Cooking Desserts Cooking Desserts

Naughty Angel

I love this dessert. I originally posted it on last year, but I made it last night and thought it deserved to be posted again. I first had this dessert at Paul Newman’s restaurant The Dressing Room, which reflects Paul Newman and chef Michel Nischan’s mutual commitment to neighborly hospitality, local, natural and organic ingredients and regional American heirloom food. My friend Susan had taken me there to celebrate my birthday. The dessert I had was this Naughty Angel. An almond-scented angel food cake which is pan fried. They served it with vanilla ice cream and Andrew’s Local Honey drizzled over it all. I couldn’t get home fast enough to try and make this myself. It’s such a simple concept, yet somehow elevated to a new level with the pan-frying of the cake and the addition of the honey.
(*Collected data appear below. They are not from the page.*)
//! Error type for the opt-in fallible operations of the crate.
//!
//! Conversions and comparisons never fail; out-of-range input is reported
//! in-band (a zero serial day number, a `(0, 0, 0)` triple or a text-only
//! date). `DateError` covers decoding codes and names, persisted records,
//! and the explicit sanity check.

use crate::types::{CalendarKind, Modifier, SingleDate};

/// Error type for decoding and validating dates.
#[derive(Debug, Clone, PartialEq, Eq, thiserror::Error)]
pub enum DateError {
    /// Numeric modifier code outside `0..=6`.
    #[error("Invalid modifier code: {0}")]
    InvalidModifierCode(u8),

    /// Numeric quality code outside `0..=2`.
    #[error("Invalid quality code: {0}")]
    InvalidQualityCode(u8),

    /// Numeric calendar code outside `0..=5`.
    #[error("Invalid calendar code: {0}")]
    InvalidCalendarCode(u8),

    /// Name that matches no modifier, quality or calendar.
    #[error("Unknown {kind} name: '{name}'")]
    UnknownName { kind: &'static str, name: String },

    /// Persisted value tuple whose length does not fit the modifier.
    #[error("Invalid value for {modifier} date: expected {expected} components, found {found}")]
    ValueShape {
        modifier: Modifier,
        expected: usize,
        found:    usize,
    },

    /// Stop endpoint edited on a date that has none.
    #[error("Operation allowed for compound dates only (modifier is {0})")]
    NotCompound(Modifier),

    /// Endpoint that does not survive a round trip through its calendar.
    #[error("Invalid {calendar} date value {value}")]
    InvalidValue {
        calendar: CalendarKind,
        value:    SingleDate,
    },
}

#[cfg(test)]
mod tests {
    use super::*;

    #[test]
    fn test_error_messages() {
        let err = DateError::InvalidCalendarCode(9);
        assert_eq!(err.to_string(), "Invalid calendar code: 9");

        let err = DateError::UnknownName {
            kind: "calendar",
            name: "mayan".to_owned(),
        };
        assert_eq!(err.to_string(), "Unknown calendar name: 'mayan'");

        let err = DateError::ValueShape {
            modifier: Modifier::Range,
            expected: 8,
            found:    4,
        };
        assert_eq!(
            err.to_string(),
            "Invalid value for range date: expected 8 components, found 4"
        );

        let err = DateError::NotCompound(Modifier::Before);
        assert!(err.to_string().contains("compound dates only"));
    }

    #[test]
    fn test_error_is_std_error_and_send() {
        fn assert_impl<T: std::error::Error + Send + Sync>() {}
        assert_impl::<DateError>();
    }

    #[test]
    fn test_invalid_value_display() {
        let err = DateError::InvalidValue {
            calendar: CalendarKind::Hebrew,
            value:    SingleDate::new(5784, 2, 31),
        };
        assert_eq!(err.to_string(), "Invalid Hebrew date value 5784-02-31");
    }
}
/// How far, in years, the open side of a date reaches.
#[derive(Debug, Clone, Copy, PartialEq, Eq, Serialize, Deserialize)]
#[serde(default)]
pub struct MatchConfig {
    /// Years before the day of a "before" date
    pub before_range: i32,
    /// Years after the day of an "after" date
    pub after_range:  i32,
    /// Years on each side of an "about" or estimated date
    pub about_range:  i32,
}

impl Default for MatchConfig {
    fn default() -> Self {
        Self {
            before_range: 10,
            after_range:  10,
            about_range:  10,
        }
    }
}

/// Relation asked of two date spans by [`Date::matches`].
#[derive(Debug, Clone, Copy, PartialEq, Eq, Hash, Display)]
pub enum Comparison {
    /// The spans overlap; for text, one contains the other
    #[display(fmt = "=")]
    Overlap,
    /// The spans start and stop on the same days; for text, equal text
    #[display(fmt = "==")]
    Exact,
    /// Some day of this date is before some day of the other
    #[display(fmt = "<")]
    Less,
    #[display(fmt = "<=")]
    LessOrEqual,
    /// Every day of this date is before every day of the other
    #[display(fmt = "<<")]
    AllLess,
    /// Some day of this date is after some day of the other
    #[display(fmt = ">")]
    Greater,
    #[display(fmt = ">=")]
    GreaterOrEqual,
    /// Every day of this date is after every day of the other
    #[display(fmt = ">>")]
    AllGreater,
}

impl Comparison {
    pub const ALL: [Self; 8] = [
        Self::Overlap,
        Self::Exact,
        Self::Less,
        Self::LessOrEqual,
        Self::AllLess,
        Self::Greater,
        Self::GreaterOrEqual,
        Self::AllGreater,
    ];
}

impl FromStr for Comparison {
    type Err = DateError;

    fn from_str(s: &str) -> Result<Self, Self::Err> {
        lookup_name(&Self::ALL, s, "comparison")
    }
}

impl Date {
    /// Earliest and latest Gregorian `(year, month, day)` this date can
    /// mean.
    ///
    /// An unknown stop takes the start; an unknown month or day opens the
    /// span to January 1 on the early side and to December 31 on the late
    /// side (the late day is not clamped to the month length). "Before"
    /// ends the day before the start, "after" begins the day after the stop,
    /// and "about" or an estimated quality widen both sides.
    pub fn get_start_stop_range(&self, config: &MatchConfig) -> (Ymd, Ymd) {
        let date = self.to_calendar(CalendarKind::Gregorian);
        let start = date.get_start_date().ymd();
        let stop = match date.get_stop_ymd() {
            (0, 0, 0) => start,
            stop => stop,
        };

        let (start_year, start_month, start_day) = start;
        let mut earliest = (start_year, start_month.max(1), start_day.max(1));
        let (stop_year, stop_month, stop_day) = stop;
        let mut latest = (
            if stop_year == 0 { start_year } else { stop_year },
            if stop_month == 0 { LAST_MONTH } else { stop_month },
            if stop_day == 0 { LAST_DAY } else { stop_day },
        );

        if self.modifier() == Modifier::Before {
            latest = day_offset(earliest, -1);
            earliest = (latest.0 - config.before_range, latest.1, latest.2);
        } else if self.modifier() == Modifier::After {
            earliest = day_offset(latest, 1);
            latest = (earliest.0 + config.after_range, earliest.1, earliest.2);
        } else if self.modifier() == Modifier::About || self.quality() == Quality::Estimated {
            earliest.0 -= config.about_range;
            latest.0 += config.about_range;
        }
        (earliest, latest)
    }

    /// [`matches_with`](Self::matches_with) using the default ranges.
    pub fn matches(&self, other: &Self, comparison: Comparison) -> bool {
        self.matches_with(other, comparison, &MatchConfig::default())
    }

    /// True when this date relates to `other` as `comparison` asks.
    ///
    /// Text-only dates only match by text: `Overlap` looks for the other
    /// text inside this one, ignoring case, and `Exact` wants equal text.
    /// Dates without a sort value never match.
    pub fn matches_with(
        &self,
        other: &Self,
        comparison: Comparison,
        config: &MatchConfig,
    ) -> bool {
        if self.is_text_only() || other.is_text_only() {
            return match comparison {
                Comparison::Overlap => self
                    .get_text()
                    .to_uppercase()
                    .contains(&other.get_text().to_uppercase()),
                Comparison::Exact => self.get_text() == other.get_text(),
                _ => false,
            };
        }
        if self.sort_value() == 0 || other.sort_value() == 0 {
            return false;
        }

        let (self_start, self_stop) = self.get_start_stop_range(config);
        let (other_start, other_stop) = other.get_start_stop_range(config);
        match comparison {
            Comparison::Overlap => self_start <= other_stop && other_start <= self_stop,
            Comparison::Exact => self_start == other_start && self_stop == other_stop,
            Comparison::Less => self_start < other_stop,
            Comparison::LessOrEqual => self_start <= other_stop,
            Comparison::AllLess => self_stop < other_start,
            Comparison::Greater => self_stop > other_start,
            Comparison::GreaterOrEqual => self_stop >= other_start,
            Comparison::AllGreater => self_start > other_stop,
        }
    }
}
What’s really nice about this dessert is that you don’t even have to make the angel food cake yourself if you don’t want to. You can buy the cake at a store and it probably will be almost as good. I would not get a really basic discount grocery store kind of angel food cake though – spend a little more time searching out a well-made one. Our locally-owned grocery store in town, Palmer’s, has a fabulous angel food cake in their bakery that would be great for this.

In the few years since I first had it Andrew’s Honey has grown and can now be found on the shelves of most grocers I go in to. At that time not only was Paul Newman still alive, but the only place to get this artisinal honey at the farmer’s market in Westport. I can’t help but wonder how artisinal his honey can be if it’s now being mass-produced for every grocery I go in. Finding some special artisinal honey is definitely worth it though for this dish. Please do not put Sue Bee on this or anything in a plastic bear — It’s part of that elevation thing I was talking about.

Naughty Angel

  • 1 recipe The Best Angel Food Cake, below
  • ice cream (you can use just vanilla or use a variety as I did here. I used Haagen Daaz Vanilla, Banana Split and Pistachio.
  • Artisinal Honey
  • Soft butter (I like to use softened whipped butter)
  • Directions:

    First, stick the plates you’ll be serving the dessert on in the freezer. This will allow you a lot more “working” time as you are plating the desserts before everything starts getting all melty on you.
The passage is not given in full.